By  · Published on June 8th, 2010

The first day of the Santa Barbara International Film Festival, I was told there was one film I was not to miss – Exam, a minimalist thriller out of the UK directed by Stuart Hazeldine (watch the trailer here). I kept finding reasons to push off the film while working on other suggestions, and keeping myself busy pursuing interviews. Lucky for me, I had finally found some time to sit down with a copy of the film and catch it a day before the festival closed.

Exam is a slick, sharp film that runs at a lean eighty two minutes – not a moment longer than it needed to.
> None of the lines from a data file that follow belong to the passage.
//! The command-line surface: argument definitions and dispatch to [`crate::ops`].

use std::time::Duration;

use clap::{ArgAction, Parser, Subcommand};
use log::{debug, info, LevelFilter};

use crate::address::HostSpec;
use crate::connect::Connector;
use crate::error::{Result, EXIT_FOLDER_NOT_EMPTY};
use crate::ops::{self, Endpoint, Removal};
use crate::output;
use crate::prompt::CredentialPrompter;
use crate::session::Resolver;
use crate::types::Seq;

/// Debug and migrate IMAP accounts.
#[derive(Debug, Parser)]
#[command(name = "imapshell", version)]
pub struct Cli {
    /// Log more: -v for debug, -vv for trace
    #[arg(short, long, action = ArgAction::Count, global = true)]
    pub verbose: u8,

    /// Only log warnings and errors
    #[arg(short, long, global = true, conflicts_with = "verbose")]
    pub quiet: bool,

    /// Give up on connecting, reading or writing after this many seconds
    #[arg(long, global = true, env = "IMAPSHELL_TIMEOUT", value_name = "SECS")]
    pub timeout: Option<u64>,

    /// Print the IMAP conversation
    #[arg(long, global = true)]
    pub debug: bool,

    #[command(subcommand)]
    pub command: Command,
}

impl Cli {
    /// The log level asked for with `-v` and `-q`. `RUST_LOG` can still override it.
    pub fn log_level(&self) -> LevelFilter {
        match (self.quiet, self.verbose) {
            (true, _) => LevelFilter::Warn,
            (false, 0) => LevelFilter::Info,
            (false, 1) => LevelFilter::Debug,
            (false, _) => LevelFilter::Trace,
        }
    }

    /// The network timeout, if one was given.
    pub fn timeout(&self) -> Option<Duration> {
        self.timeout.map(Duration::from_secs)
    }
}

/// One subcommand per invocation.
#[derive(Debug, Subcommand, PartialEq, Eq)]
pub enum Command {
    /// Test that a server is reachable and try to log in
    Login {
        /// [user@]host[:port] of the IMAP server
        host: String,
        /// Connect without TLS
        #[arg(long)]
        no_ssl: bool,
    },

    /// List available mail folders
    Folders {
        /// [user@]host[:port] of the IMAP server
        host: String,
        /// Order folders by name
        #[arg(long)]
        sort: bool,
        /// Connect without TLS
        #[arg(long)]
        no_ssl: bool,
    },

    /// List messages in a folder
    #[command(alias = "list")]
    Messages {
        /// [user@]host[:port] of the IMAP server
        host: String,
        /// Name of the folder to list
        folder: String,
        /// Connect without TLS
        #[arg(long)]
        no_ssl: bool,
    },

    /// Show one message in full
    Peek {
        /// [user@]host[:port] of the IMAP server
        host: String,
        /// Name of the folder the message is in
        folder: String,
        /// Sequence number of the message, as shown by `messages`
        #[arg(value_name = "MESSAGEID")]
        messageid: Seq,
        /// Connect without TLS
        #[arg(long)]
        no_ssl: bool,
    },

    /// Copy messages from one server to another
    #[command(alias = "migrate")]
    Copy {
        /// Server to copy messages from
        #[arg(value_name = "FROM")]
        from: String,
        /// Folder on the "from" server to copy messages from
        from_folder: String,
        /// Server to copy messages to
        #[arg(value_name = "TO")]
        to: String,
        /// Folder on the "to" server to copy messages to
        to_folder: String,
        /// Connect to the "from" server without TLS
        #[arg(long)]
        from_no_ssl: bool,
        /// Connect to the "to" server without TLS
        #[arg(long)]
        to_no_ssl: bool,
    },

    /// Move every message from one folder into another on the same server
    Merge {
        /// [user@]host[:port] of the IMAP server
        host: String,
        /// Folder to empty
        from_folder: String,
        /// Folder to move the messages into
        to_folder: String,
        /// Connect without TLS
        #[arg(long)]
        no_ssl: bool,
    },

    /// Create a folder
    #[command(name = "createfolder")]
    CreateFolder {
        /// [user@]host[:port] of the IMAP server
        host: String,
        /// Name of the folder to create
        folder: String,
        /// Connect without TLS
        #[arg(long)]
        no_ssl: bool,
    },

    /// Delete a folder
    #[command(name = "rmfolder")]
    RmFolder {
        /// [user@]host[:port] of the IMAP server
        host: String,
        /// Name of the folder to delete
        folder: String,
        /// Delete the folder even if it still holds messages
        #[arg(long)]
        force: bool,
        /// Connect without TLS
        #[arg(long)]
        no_ssl: bool,
    },
}

/// What a successful command produced.
#[derive(Clone, Debug, Default, PartialEq, Eq)]
pub struct Outcome {
    /// Bytes for standard output.
    pub stdout: Vec<u8>,
    /// A message for standard error.
    pub notice: Option<String>,
    /// The process exit code.
    pub exit_code: u8,
}

impl Outcome {
    fn print<S: Into<String>>(text: S) -> Self {
        Outcome {
            stdout: text.into().into_bytes(),
            ..Outcome::default()
        }
    }
}

/// Run `command`, opening sessions through `resolver`.
///
/// Every host specifier is parsed before anything is prompted for or connected to. Sessions are
/// logged out before this returns, whether the command succeeded or not.
pub fn run<C, P>(command: &Command, resolver: &mut Resolver<C, P>) -> Result<Outcome>
where
    C: Connector,
    P: CredentialPrompter,
{
    match *command {
        Command::Login { ref host, no_ssl } => {
            let spec: HostSpec = host.parse()?;
            let mut session = resolver.open(&spec, !no_ssl)?;
            let capabilities = ops::login(&mut *session)?;
            info!("Connected successfully");
            debug!("Server capabilities: {:?}", capabilities);
            session.logout()?;

            let mut text = capabilities.join("\n");
            text.push('\n');
            Ok(Outcome::print(text))
        }

        Command::Folders {
            ref host,
            sort,
            no_ssl,
        } => {
            let spec: HostSpec = host.parse()?;
            let mut session = resolver.open(&spec, !no_ssl)?;
            let rows = ops::list_folders(&mut *session, sort)?;
            Ok(Outcome::print(output::folder_table(&rows).to_string()))
        }

        Command::Messages {
            ref host,
            ref folder,
            no_ssl,
        } => {
            let spec: HostSpec = host.parse()?;
            let mut session = resolver.open(&spec, !no_ssl)?;
            let summaries = ops::list_messages(&mut *session, folder)?;
            Ok(Outcome::print(output::message_table(&summaries).to_string()))
        }

        Command::Peek {
            ref host,
            ref folder,
            messageid,
            no_ssl,
        } => {
            let spec: HostSpec = host.parse()?;
            let mut session = resolver.open(&spec, !no_ssl)?;
            let message = ops::peek(&mut *session, folder, messageid)?;

            let mut stdout = output::message_metadata(&message).to_string().into_bytes();
            stdout.push(b'\n');
            stdout.extend_from_slice(&message.body);
            Ok(Outcome {
                stdout,
                ..Outcome::default()
            })
        }

        Command::Copy {
            ref from,
            ref from_folder,
            ref to,
            ref to_folder,
            from_no_ssl,
            to_no_ssl,
        } => {
            let from: HostSpec = from.parse()?;
            let to: HostSpec = to.parse()?;
            let report = ops::migrate(
                resolver,
                Endpoint {
                    host: &from,
                    tls: !from_no_ssl,
                    folder: from_folder,
                },
                Endpoint {
                    host: &to,
                    tls: !to_no_ssl,
                    folder: to_folder,
                },
            )?;

            let mut outcome = Outcome::print(format!(
                "Copied {} messages from {} to {}\n",
                report.appended.len(),
                from_folder,
                to_folder
            ));
            if !report.skipped.is_empty() {
                outcome.notice = Some(format!(
                    "Skipped {} messages that came back without content: {:?}",
                    report.skipped.len(),
                    report.skipped
                ));
            }
            Ok(outcome)
        }

        Command::Merge {
            ref host,
            ref from_folder,
            ref to_folder,
            no_ssl,
        } => {
            let spec: HostSpec = host.parse()?;
            let mut session = resolver.open(&spec, !no_ssl)?;
            let moved = ops::merge(&mut *session, from_folder, to_folder)?;
            Ok(Outcome::print(format!(
                "Moved {} messages from {} to {}\n",
                moved, from_folder, to_folder
            )))
        }

        Command::CreateFolder {
            ref host,
            ref folder,
            no_ssl,
        } => {
            let spec: HostSpec = host.parse()?;
            let mut session = resolver.open(&spec, !no_ssl)?;
            ops::create_folder(&mut *session, folder)?;
            Ok(Outcome::print(format!("Created {}\n", folder)))
        }

        Command::RmFolder {
            ref host,
            ref folder,
            force,
            no_ssl,
        } => {
            let spec: HostSpec = host.parse()?;
            let mut session = resolver.open(&spec, !no_ssl)?;
            match ops::remove_folder(&mut *session, folder, force)? {
                Removal::Deleted { messages } => Ok(Outcome::print(format!(
                    "Deleted {} ({} messages)\n",
                    folder, messages
                ))),
                Removal::Refused { messages } => Ok(Outcome {
                    notice: Some(format!(
                        "{} still holds {} messages, use --force to delete it anyway",
                        folder, messages
                    )),
                    exit_code: EXIT_FOLDER_NOT_EMPTY,
                    ..Outcome::default()
                }),
            }
        }
    }
}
Eight candidates for an initially unelaborated upon job with a powerful company compete with one another after what is suggested to be a tough, at times violent selection process. They enter the CCTV monitored and pistol packing guard protected room that will be the setting for the entirety of the film scratched, bloody, and dazed. Whatever the situation that brought them here, they are the cream of the crop; the fighters. Each candidate has a single sheet of paper, supposedly with a question, with one answer.
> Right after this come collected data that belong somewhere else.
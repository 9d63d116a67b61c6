//! Host specifiers of the form `[user@]host[:port]`.

use std::fmt;
use std::str::FromStr;

use crate::error::AddressError;

/// The IMAP-over-TLS port from RFC 8314.
pub const IMAPS_PORT: u16 = 993;

/// The plaintext IMAP port from RFC 3501.
pub const IMAP_PORT: u16 = 143;

/// Where to connect and, optionally, who to log in as.
///
/// ```
/// # use imapshell::address::HostSpec;
/// let spec: HostSpec = "jane@example.com@imap.example.com:1993".parse().unwrap();
/// assert_eq!(spec.username.as_deref(), Some("jane@example.com"));
/// assert_eq!(spec.host, "imap.example.com");
/// assert_eq!(spec.port, Some(1993));
/// ```
#[derive(Clone, Debug, PartialEq, Eq)]
pub struct HostSpec {
    /// The login name, if one was given before the last `@`.
    pub username: Option<String>,
    /// The server's host name or address.
    pub host: String,
    /// The port, if one was given after the first `:` following the host.
    pub port: Option<u16>,
}

impl HostSpec {
    /// The port to connect to: the explicit one, or the protocol default for the transport.
    pub fn port_or_default(&self, tls: bool) -> u16 {
        self.port
            .unwrap_or(if tls { IMAPS_PORT } else { IMAP_PORT })
    }
}

impl FromStr for HostSpec {
    type Err = AddressError;

    fn from_str(spec: &str) -> Result<Self, Self::Err> {
        // Split from the end in case the username is itself an email address.
        let (username, host_port) = match spec.rfind('@') {
            Some(at) => (Some(spec[..at].to_string()), &spec[at + 1..]),
            None => (None, spec),
        };

        let (host, port) = match host_port.find(':') {
            Some(colon) => {
                let port = &host_port[colon + 1..];
                let port = port
                    .parse::<u16>()
                    .map_err(|_| AddressError::BadPort(port.to_string()))?;
                (&host_port[..colon], Some(port))
            }
            None => (host_port, None),
        };

        if host.is_empty() {
            return Err(AddressError::EmptyHost(spec.to_string()));
        }

        Ok(HostSpec {
            username,
            host: host.to_string(),
            port,
        })
    }
}

impl fmt::Display for HostSpec {
    fn fmt(&self, f: &mut fmt::Formatter<'_>) -> fmt::Result {
        if let Some(ref username) = self.username {
            write!(f, "{}@", username)?;
        }
        f.write_str(&self.host)?;
        if let Some(port) = self.port {
            write!(f, ":{}", port)?;
        }
        Ok(())
    }
}

#[cfg(test)]
mod tests {
    use super::*;

    fn parse(s: &str) -> Result<HostSpec, AddressError> {
        s.parse()
    }

    #[test]
    fn host_only() {
        let spec = parse("imap.example.com").unwrap();
        assert_eq!(spec.username, None);
        assert_eq!(spec.host, "imap.example.com");
        assert_eq!(spec.port, None);
        assert_eq!(spec.port_or_default(true), 993);
        assert_eq!(spec.port_or_default(false), 143);
    }

    #[test]
    fn user_host_port() {
        let spec = parse("alice@mail.example.org:10143").unwrap();
        assert_eq!(spec.username.as_deref(), Some("alice"));
        assert_eq!(spec.host, "mail.example.org");
        assert_eq!(spec.port, Some(10143));
        assert_eq!(spec.port_or_default(true), 10143);
    }

    #[test]
    fn splits_on_last_at() {
        let spec = parse("alice@example.com@imap.example.com").unwrap();
        assert_eq!(spec.username.as_deref(), Some("alice@example.com"));
        assert_eq!(spec.host, "imap.example.com");
    }

    #[test]
    fn user_may_contain_colon() {
        let spec = parse("us:er@host:993").unwrap();
        assert_eq!(spec.username.as_deref(), Some("us:er"));
        assert_eq!(spec.host, "host");
        assert_eq!(spec.port, Some(993));
    }

    #[test]
    fn every_user_host_port_round_trips() {
        let users = ["u", "first.last@example.com", "a@b@c", "with space"];
        let hosts = ["h", "imap.example.com", "127.0.0.1"];
        let ports = [1u16, 143, 993, 65535];
        for user in &users {
            for host in &hosts {
                for port in &ports {
                    let text = format!("{}@{}:{}", user, host, port);
                    let spec = parse(&text).unwrap();
                    assert_eq!(spec.username.as_deref(), Some(*user), "{}", text);
                    assert_eq!(spec.host, *host, "{}", text);
                    assert_eq!(spec.port, Some(*port), "{}", text);
                    assert_eq!(spec.to_string(), text);
                }
            }
        }
    }

    #[test]
    fn bad_port() {
        assert_eq!(
            parse("user@host:imaps"),
            Err(AddressError::BadPort("imaps".to_string()))
        );
        assert_eq!(
            parse("host:70000"),
            Err(AddressError::BadPort("70000".to_string()))
        );
        assert_eq!(parse("host:"), Err(AddressError::BadPort(String::new())));
        // only the first colon splits, so the rest is part of the port
        assert_eq!(
            parse("host:143:1"),
            Err(AddressError::BadPort("143:1".to_string()))
        );
    }

    #[test]
    fn empty_host() {
        assert!(matches!(parse("user@"), Err(AddressError::EmptyHost(_))));
        assert!(matches!(parse(":143"), Err(AddressError::EmptyHost(_))));
        assert!(matches!(parse(""), Err(AddressError::EmptyHost(_))));
    }
}
use std::fmt;

use super::Seq;

/// A set of message sequence numbers in the compact `1:3,7,9:12` form IMAP commands take.
///
/// The numbers are sorted and de-duplicated on construction, so consecutive runs collapse into
/// ranges regardless of the order a `SEARCH` returned them in.
#[derive(Clone, Debug, PartialEq, Eq)]
pub struct SequenceSet(Vec<Seq>);

impl SequenceSet {
    /// Build a set from sequence numbers in any order.
    pub fn new<I: IntoIterator<Item = Seq>>(seqs: I) -> Self {
        let mut seqs: Vec<Seq> = seqs.into_iter().collect();
        seqs.sort_unstable();
        seqs.dedup();
        SequenceSet(seqs)
    }

    /// The sequence numbers, ascending.
    pub fn as_slice(&self) -> &[Seq] {
        &self.0
    }

    /// The number of messages in the set.
    pub fn len(&self) -> usize {
        self.0.len()
    }

    /// Returns true if the set names no messages.
    pub fn is_empty(&self) -> bool {
        self.0.is_empty()
    }
}

impl fmt::Display for SequenceSet {
    fn fmt(&self, f: &mut fmt::Formatter<'_>) -> fmt::Result {
        let mut iter = self.0.iter().copied().peekable();
        let mut first = true;
        while let Some(start) = iter.next() {
            let mut end = start;
            while iter.peek() == Some(&(end + 1)) {
                end += 1;
                iter.next();
            }

            if !first {
                f.write_str(",")?;
            }
            first = false;

            if start == end {
                write!(f, "{}", start)?;
            } else {
                write!(f, "{}:{}", start, end)?;
            }
        }
        Ok(())
    }
}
Colin Salmon plays the Invigilator, laying down the sparse but precise and unbending rules to completing the exam:

Do not speak to the cameras, or the guard, or you’re gone.
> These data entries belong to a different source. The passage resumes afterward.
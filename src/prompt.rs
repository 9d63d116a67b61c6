//! Asking the operator for credentials.

use std::io::{self, BufRead, Write};

/// Supplies the login name and password for a server.
///
/// The password is only ever obtained through this trait, never from the host specifier or the
/// command line.
pub trait CredentialPrompter {
    /// Ask for the login name to use on `host`.
    fn username(&mut self, host: &str) -> io::Result<String>;

    /// Ask for the password of `username` on `host`.
    fn password(&mut self, host: &str, username: &str) -> io::Result<String>;
}

/// Prompts on the controlling terminal. The password is read without echo.
#[derive(Debug, Default, Clone, Copy)]
pub struct TerminalPrompter;

impl CredentialPrompter for TerminalPrompter {
    fn username(&mut self, host: &str) -> io::Result<String> {
        let mut stderr = io::stderr();
        write!(stderr, "{} login name: ", host)?;
        stderr.flush()?;

        let mut line = String::new();
        if io::stdin().lock().read_line(&mut line)? == 0 {
            return Err(io::Error::new(
                io::ErrorKind::UnexpectedEof,
                "no login name given",
            ));
        }
        Ok(line.trim_end_matches(&['\r', '\n'][..]).to_string())
    }

    fn password(&mut self, host: &str, _username: &str) -> io::Result<String> {
        rpassword::prompt_password(format!("{} password: ", host))
    }
}
// ABOUTME: Nutrition business logic: per-subject calorie targets and meal plan suggestions
// ABOUTME: Meal plans are filtered by name and picked through the injected selector
//
// SPDX-License-Identifier: MIT OR Apache-2.0
// Copyright (c) 2025 FitTrack Contributors

use crate::database::Database;
use crate::errors::{AppError, AppResult, ErrorCode};
use crate::logging::AppLogger;
use crate::models::MealPlan;
use fittrack_intelligence::nutrition::{self, CalorieGoal};
use fittrack_intelligence::selection::{choose, RandomSource};
use uuid::Uuid;

/// Meal type that disables name filtering
pub const DEFAULT_MEAL_TYPE: &str = "default";

/// Daily calorie target for an existing subject
///
/// # Errors
///
/// `NotFound` for an unknown subject.
pub async fn recommend_daily_calories(
    database: &Database,
    subject_id: Uuid,
    goal: &str,
) -> AppResult<i64> {
    if database.get_subject(subject_id).await?.is_none() {
        return Err(AppError::not_found(format!("Subject {subject_id}")));
    }
    Ok(nutrition::recommend_daily_calories(
        CalorieGoal::from_str_lossy(goal),
    ))
}

/// Pick a meal plan at random; any type other than `default` filters plan
/// names containing it (case-insensitive)
///
/// # Errors
///
/// `NotFound` when no plan matches.
pub async fn suggest_meal_plan(
    database: &Database,
    selector: &dyn RandomSource,
    meal_type: &str,
) -> AppResult<MealPlan> {
    let filter = (meal_type != DEFAULT_MEAL_TYPE).then_some(meal_type);
    let candidates = database.list_meal_plans(filter).await?;
    let chosen = choose(selector, &candidates)?.cloned();

    AppLogger::log_recommendation(
        "meal_plan",
        candidates.len(),
        chosen.as_ref().map(|p| p.plan_name.as_str()),
    );
    chosen.ok_or_else(|| AppError::new(ErrorCode::ResourceNotFound, "No meal plans found"))
}
// ABOUTME: Shared test utilities and setup functions for integration tests
// ABOUTME: Provides in-memory database, server resources, and record seeding helpers
//
// SPDX-License-Identifier: MIT OR Apache-2.0
// Copyright (c) 2025 FitTrack Contributors
#![allow(
    dead_code,
    clippy::missing_errors_doc,
    clippy::missing_panics_doc,
    clippy::must_use_candidate
)]
//! Shared test utilities for `fittrack_server`

use std::sync::{Arc, Once};

use anyhow::Result;
use chrono::NaiveDate;
use fittrack_intelligence::SeededSelector;
use fittrack_server::{
    config::{DatabaseUrl, ServerConfig},
    database::Database,
    models::{
        Difficulty, MealPlan, MealPlanRequest, NewProgressEntry, ProgressEntry, Subject,
        SubjectRequest, Workout, WorkoutRequest,
    },
    resources::ServerResources,
};
use uuid::Uuid;

static INIT_LOGGER: Once = Once::new();

/// Seed used for the recommendation selector in tests
pub const TEST_SEED: u64 = 42;

/// Initialize quiet logging for tests (call once per test process)
pub fn init_test_logging() {
    INIT_LOGGER.call_once(|| {
        let log_level = match std::env::var("TEST_LOG").as_deref() {
            Ok("TRACE") => tracing::Level::TRACE,
            Ok("DEBUG") => tracing::Level::DEBUG,
            Ok("INFO") => tracing::Level::INFO,
            _ => tracing::Level::WARN,
        };

        tracing_subscriber::fmt()
            .with_max_level(log_level)
            .with_test_writer()
            .init();
    });
}

/// Configuration pointing at an in-memory database
pub fn test_config() -> ServerConfig {
    ServerConfig {
        database: DatabaseUrl::Memory,
        recommendation_seed: Some(TEST_SEED),
        ..ServerConfig::default()
    }
}

/// Standard test database setup
pub async fn create_test_database() -> Result<Database> {
    init_test_logging();
    Ok(Database::new(&DatabaseUrl::Memory).await?)
}

/// Server resources over a fresh in-memory database with a seeded selector
pub async fn create_test_resources() -> Result<Arc<ServerResources>> {
    create_test_resources_with_seed(TEST_SEED).await
}

/// Server resources with an explicit selector seed
pub async fn create_test_resources_with_seed(seed: u64) -> Result<Arc<ServerResources>> {
    let database = create_test_database().await?;
    Ok(Arc::new(ServerResources::with_selector(
        database,
        Arc::new(SeededSelector::from_seed(seed)),
        test_config(),
    )))
}

/// Store a subject with the given username and profile weight
pub async fn create_test_subject(
    database: &Database,
    username: &str,
    weight_kg: Option<f64>,
) -> Result<Subject> {
    let subject = Subject::from_request(SubjectRequest {
        username: username.to_owned(),
        age: Some(30),
        height_cm: Some(175.0),
        weight_kg,
    })?;
    database.create_subject(&subject).await?;
    Ok(subject)
}

/// Store a workout
pub async fn create_test_workout(
    database: &Database,
    name: &str,
    duration_minutes: u32,
    calories_burned_estimate: f64,
    difficulty: Option<Difficulty>,
) -> Result<Workout> {
    let workout = Workout::from_request(WorkoutRequest {
        name: name.to_owned(),
        description: format!("{name} session"),
        duration_minutes,
        calories_burned_estimate,
        difficulty,
    })?;
    database.create_workout(&workout).await?;
    Ok(workout)
}

/// Store a meal plan
pub async fn create_test_meal_plan(
    database: &Database,
    plan_name: &str,
    calories: i64,
) -> Result<MealPlan> {
    let plan = MealPlan::from_request(MealPlanRequest {
        plan_name: plan_name.to_owned(),
        description: String::new(),
        calories,
    })?;
    database.create_meal_plan(&plan).await?;
    Ok(plan)
}

/// Record a progress entry on an explicit date
pub async fn record_entry(
    database: &Database,
    subject_id: Uuid,
    date: NaiveDate,
    weight_kg: f64,
    workouts_completed: u32,
) -> Result<ProgressEntry> {
    let entry = NewProgressEntry {
        subject_id,
        weight_kg,
        workouts_completed,
        notes: String::new(),
    };
    Ok(database.create_progress_entry(&entry, date).await?)
}

/// Calendar date shorthand
pub fn date(year: i32, month: u32, day: u32) -> NaiveDate {
    NaiveDate::from_ymd_opt(year, month, day).unwrap_or_default()
}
Do not leave the room, or you’re gone.

Do not destroy your exam, or you’re gone.

Then, the clock begins. Eighty minutes, no clues, blank paper with no hint of a question to be answered. The eight are left to themselves, and the game begins. Most of the film is heavily dialogue driven, and considering the sparse setting, Hazeldine could have easily beaten the fun and intensity of the film to death with an overreaching monologue, but he never does. His writing is very tight, engaging, and the interaction for the most part feels like something I could buy in that situation.

There is a lot of psychological thriller in ‘Exam’, with plenty of opportunities to watch the cast work for and against each other. Do they cooperate to answer the question, or do they attempt to eliminate the competition and narrow the field? Is everyone who they appear to be, and if not…how can they trust one another? Hazeldine does an admirable job bouncing these scenarios around the room.

As the story reveals itself, we learn that the prospective employer is a powerful bio-tech corporation (the most powerful, the story suggests) that has built their wealth on discovering a way to inhibit the deadly symptoms of an unnamed viral pandemic. This revelation really could have come off as a cheap and sloppy, but it’s integrated so smoothly into the narrative that you’re immediately on-board. Each character is given more layers of substance and emotion through this. These are ruthless people, driven for personal reasons to succeed, but not because they’re bad. The treatments are expensive; some have loved one with the viral infection, some have the infection themselves. Either way, Exam gives you a lot to play with and enjoy in a very short time.

The climax is satisfying, and you even sort of get a The Usual Suspects sort of twist…but not really. It’s worth watching to see what I’m getting at.

Exam comes out on DVD today, and I suggest tracking it down and picking up a copy of your own. If it does, the effort is well worth the time invested. Killer film, great cast, and a hell of a lot of fun.